The 4th liberalization package consists of a new IEMD2019 and IGMD2019, of a new regulation on European cross-border electricity trade, of a regulation on risk preparedness in the electricity sector, of a new agency for the cooperation of European energy regulators, addresses energy efficiency and rules on good governance in the energy union.
Since 2008, the Art. 194 I-II TFEU governs the ordinary legislation procedure in the energy sector (internal market in energy, security of energy supply, energy efficiency, energy saving, renewable energies, interconnection of energy grids) notwithstanding of unanimous decision making in case of energy taxation matters (Art. 194 III TFEU).

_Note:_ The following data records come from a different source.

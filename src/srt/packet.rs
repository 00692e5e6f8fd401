//! Typed views over data and (non-handshake) control packets.
//!
//! Handshake packets are large enough, and carry enough extension structure, to warrant their
//! own module; see [`super::handshake_packet`].
use bytes::{Bytes, BytesMut};

use crate::error::Error;
use crate::proto::{Decode, Encode};

use super::header::{Header, PacketType};
use super::message::MessageNumber;
use super::sequence::Sequence;

bitflags::bitflags! {
    /// The six message-boundary/ordering/encryption/retransmission flags packed into the top
    /// byte of a data packet's message-number field (bytes `[4..8)`, bits `31..26`).
    #[derive(Default)]
    pub struct DataFlags: u8 {
        const FIRST         = 0b1000_0000;
        const LAST          = 0b0100_0000;
        const ORDERED       = 0b0010_0000;
        const ENC_EVEN      = 0b0000_1000;
        const ENC_ODD       = 0b0001_0000;
        const RETRANSMITTED = 0b0000_0100;
    }
}

impl DataFlags {
    #[inline]
    pub fn is_first(self) -> bool {
        self.contains(Self::FIRST)
    }

    #[inline]
    pub fn is_last(self) -> bool {
        self.contains(Self::LAST)
    }

    #[inline]
    pub fn is_single(self) -> bool {
        self.contains(Self::FIRST | Self::LAST)
    }
}

/// An owned SRT data packet: the common header, a 26-bit message number plus flags packed into
/// the same 32-bit field, and the payload.
#[derive(Clone, Debug)]
pub struct DataPacket {
    pub sequence: Sequence,
    pub flags: DataFlags,
    pub message_number: MessageNumber,
    pub timestamp: u32,
    pub destination_socket_id: u32,
    pub payload: Bytes,
}

impl DataPacket {
    pub fn decode(buf: &[u8]) -> Result<Self, Error> {
        if buf.len() < Header::SIZE {
            return Err(Error::MalformedPacket);
        }

        let header = Header::decode(&buf[..Header::SIZE]).map_err(|_| Error::MalformedPacket)?;
        if header.packet_type() != PacketType::Data {
            return Err(Error::MalformedPacket);
        }

        let flags = DataFlags::from_bits_truncate((header.oct1 >> 24) as u8);
        let message_number = MessageNumber::from(header.oct1 & 0x03FF_FFFF);

        Ok(Self {
            sequence: Sequence::from(header.oct0),
            flags,
            message_number,
            timestamp: header.timestamp,
            destination_socket_id: header.destination_socket_id,
            payload: Bytes::copy_from_slice(&buf[Header::SIZE..]),
        })
    }

    pub fn encode(&self) -> Bytes {
        let header = Header {
            oct0: self.sequence.get(),
            oct1: ((self.flags.bits() as u32) << 24) | (self.message_number.get() & 0x03FF_FFFF),
            timestamp: self.timestamp,
            destination_socket_id: self.destination_socket_id,
        };

        let mut buf = BytesMut::with_capacity(Header::SIZE + self.payload.len());
        header.encode(&mut buf).expect("encoding to an in-memory buffer cannot fail");
        buf.extend_from_slice(&self.payload);

        buf.freeze()
    }
}

#[derive(Copy, Clone, Debug, PartialEq, Eq, Hash)]
pub enum ControlPacketType {
    Handshake = 0x0000,
    Keepalive = 0x0001,
    Ack = 0x0002,
    Nak = 0x0003,
    CongestionWarning = 0x0004,
    Shutdown = 0x0005,
    AckAck = 0x0006,
    DropRequest = 0x0007,
    PeerError = 0x0008,
    UserDefined = 0x7FFF,
}

impl ControlPacketType {
    fn from_wire(v: u16) -> Result<Self, Error> {
        Ok(match v {
            0x0000 => Self::Handshake,
            0x0001 => Self::Keepalive,
            0x0002 => Self::Ack,
            0x0003 => Self::Nak,
            0x0004 => Self::CongestionWarning,
            0x0005 => Self::Shutdown,
            0x0006 => Self::AckAck,
            0x0007 => Self::DropRequest,
            0x0008 => Self::PeerError,
            0x7FFF => Self::UserDefined,
            _ => return Err(Error::MalformedPacket),
        })
    }
}

/// A non-handshake control packet: keepalive, (light-)ack, nak, shutdown, ack-ack, congestion
/// warning or drop-request. All of these share the same 16-byte-header shape with a single
/// type-specific 32-bit field, so one struct covers them; [`super::handshake_packet`] has the
/// richer handshake body.
#[derive(Clone, Debug)]
pub struct ControlPacket {
    pub control_type: ControlPacketType,
    pub subtype: u16,
    pub type_specific: u32,
    pub timestamp: u32,
    pub destination_socket_id: u32,
}

impl ControlPacket {
    pub fn decode(buf: &[u8]) -> Result<Self, Error> {
        if buf.len() < Header::SIZE {
            return Err(Error::MalformedPacket);
        }

        let header = Header::decode(&buf[..Header::SIZE]).map_err(|_| Error::MalformedPacket)?;
        if header.packet_type() != PacketType::Control {
            return Err(Error::MalformedPacket);
        }

        let control_type = ControlPacketType::from_wire(((header.oct0 >> 16) as u16) & 0x7FFF)?;
        let subtype = (header.oct0 & 0xFFFF) as u16;
        let type_specific = header.oct1;

        Ok(Self {
            control_type,
            subtype,
            type_specific,
            timestamp: header.timestamp,
            destination_socket_id: header.destination_socket_id,
        })
    }

    pub fn encode(&self) -> Bytes {
        let oct0 = (0x8000u32 | (self.control_type as u32 & 0x7FFF)) << 16 | self.subtype as u32;
        let header = Header {
            oct0,
            oct1: self.type_specific,
            timestamp: self.timestamp,
            destination_socket_id: self.destination_socket_id,
        };

        let mut buf = BytesMut::with_capacity(Header::SIZE);
        header.encode(&mut buf).expect("encoding to an in-memory buffer cannot fail");

        buf.freeze()
    }
}

/// Returns `Control` or `Data` for any buffer at least [`Header::SIZE`] bytes long.
pub fn classify(buf: &[u8]) -> Result<PacketType, Error> {
    Header::classify(buf)
}
//! The SRT protocol engine: handshake state machine, per-connection demultiplexer, wire codec,
//! and receive reassembly.
//!
//! Module layout mirrors the shape of the protocol itself rather than a generic "transport"
//! abstraction: [`packet`]/[`handshake_packet`]/[`header`] are the wire codec, [`serial`]/
//! [`sequence`]/[`message`] are the wraparound-arithmetic primitives the codec and reassembly
//! queue share, [`cookie`] and [`handshake`] are the stateless validation/construction logic the
//! [`listener`] drives, and [`connection`]/[`reassembly`] are the per-session engine.
pub mod connection;
pub mod control;
pub mod cookie;
pub mod endpoint;
pub mod handshake;
pub mod handshake_packet;
pub mod header;
pub mod listener;
pub mod message;
pub mod packet;
pub mod reassembly;
pub mod sequence;
pub mod serial;

pub use connection::{Connection, ConnectionId, SocketId};
pub use endpoint::{PacketEndpoint, UdpEndpoint};
pub use listener::Listener;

A brief analysis of the economic implications of concentrations is followed by an assessment of the evolution of European merger control law under Art. 66 ECSCT, Art. 101 and 102 TFEU, the merger control regulation of 1989 and its significant amendments of 1997 and 2004. Then, the theoretical findings are contrasted to the results of recent merger proceedings in the energy sector with a focus on the VEBA/VIAG decision. Several deficiencies are established which limit the efficacy of merger control as a tool of offsetting shortcomings in the secondary EC law with regard to the liberalisation of the electricity and gas supply industry (IEMD and IGMD). Commitments proposed by the parties of a given concentration and accepted by the Commission as being sufficient to remedy a serious potential of dominance may only be of subsidiary relevance to the liberalisation of sectors owing to a number of analytical and practical drawbacks. One dominant drawback relates to the fact that the commitments depend always on parties' proposals and can never be imposed ex officio. Others relate to the blunt authorisations provided by the wording of Art. 6 and 8 MR1997 and MR2004 as to the implementation of undertakings.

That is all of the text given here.